◆ Data listing

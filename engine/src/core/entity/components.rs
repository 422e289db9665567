//! Core components for the entity system

use glam::{DVec3, Vec3};
use serde::{Deserialize, Serialize};

/// A renderable body in the scene
///
/// Coordinate and radius are in meters and are updated every frame by the
/// simulation. Whether the object is solid is fixed at creation: solid
/// bodies occlude, non-solid "infographic" markers never hide anything.
#[derive(Debug, Clone, Copy, Serialize, Deserialize, PartialEq)]
pub struct SceneObject {
    /// World coordinate of the center in meters
    pub coordinate: DVec3,
    /// Radius of the bounding sphere in meters
    pub radius: f64,
    solid: bool,
}

impl SceneObject {
    /// Create an opaque body
    pub fn solid(coordinate: DVec3, radius: f64) -> Self {
        Self {
            coordinate,
            radius,
            solid: true,
        }
    }

    /// Create a see-through marker
    pub fn infographic(coordinate: DVec3, radius: f64) -> Self {
        Self {
            coordinate,
            radius,
            solid: false,
        }
    }

    pub fn is_solid(&self) -> bool {
        self.solid
    }

    /// Distance from `point` to the center in meters
    pub fn distance_to(&self, point: DVec3) -> f64 {
        self.coordinate.distance(point)
    }
}

/// Which camera pass draws an object
#[derive(Debug, Clone, Copy, Default, PartialEq, Eq, Hash, Serialize, Deserialize)]
pub enum VisibilityChannel {
    /// Drawn by the primary camera
    #[default]
    Primary,
    /// Drawn by no camera
    Hidden,
    /// Drawn only by the camera of the depth band with this index
    Band(usize),
}

impl VisibilityChannel {
    /// Channel id as uploaded to the GPU
    pub fn as_u32(self) -> u32 {
        match self {
            VisibilityChannel::Primary => 0,
            VisibilityChannel::Hidden => 1,
            VisibilityChannel::Band(index) => 2 + index as u32,
        }
    }
}

/// Render-space state of an object for the pass currently being drawn
#[derive(Debug, Clone, Copy, PartialEq)]
pub struct RenderState {
    /// Position relative to the floating origin, in render units
    pub position: Vec3,
    /// Uniform scale (diameter) in render units
    pub scale: f32,
    pub channel: VisibilityChannel,
}

impl Default for RenderState {
    fn default() -> Self {
        Self {
            position: Vec3::ZERO,
            scale: 1.0,
            channel: VisibilityChannel::Primary,
        }
    }
}

/// Renderable child handles that follow the owner's visibility channel
#[derive(Debug, Clone, Default, PartialEq)]
pub struct RenderChildren(pub Vec<hecs::Entity>);

/// Name component for user-friendly entity identification
#[derive(Debug, Clone, Default, Serialize, Deserialize)]
pub struct Name(pub String);

impl Name {
    /// Create a new name component
    pub fn new(name: impl Into<String>) -> Self {
        Self(name.into())
    }
}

◆ Exercise instructions
Your answer should be exactly the lines of the material above, starting at the one that holds "the primary camera" and ending with the last.

◆ Response
    /// Drawn by the primary camera
    #[default]
    Primary,
    /// Drawn by no camera
    Hidden,
    /// Drawn only by the camera of the depth band with this index
    Band(usize),
}

impl VisibilityChannel {
    /// Channel id as uploaded to the GPU
    pub fn as_u32(self) -> u32 {
        match self {
            VisibilityChannel::Primary => 0,
            VisibilityChannel::Hidden => 1,
            VisibilityChannel::Band(index) => 2 + index as u32,
        }
    }
}

/// Render-space state of an object for the pass currently being drawn
#[derive(Debug, Clone, Copy, PartialEq)]
pub struct RenderState {
    /// Position relative to the floating origin, in render units
    pub position: Vec3,
    /// Uniform scale (diameter) in render units
    pub scale: f32,
    pub channel: VisibilityChannel,
}

impl Default for RenderState {
    fn default() -> Self {
        Self {
            position: Vec3::ZERO,
            scale: 1.0,
            channel: VisibilityChannel::Primary,
        }
    }
}

/// Renderable child handles that follow the owner's visibility channel
#[derive(Debug, Clone, Default, PartialEq)]
pub struct RenderChildren(pub Vec<hecs::Entity>);

/// Name component for user-friendly entity identification
#[derive(Debug, Clone, Default, Serialize, Deserialize)]
pub struct Name(pub String);

impl Name {
    /// Create a new name component
    pub fn new(name: impl Into<String>) -> Self {
        Self(name.into())
    }
}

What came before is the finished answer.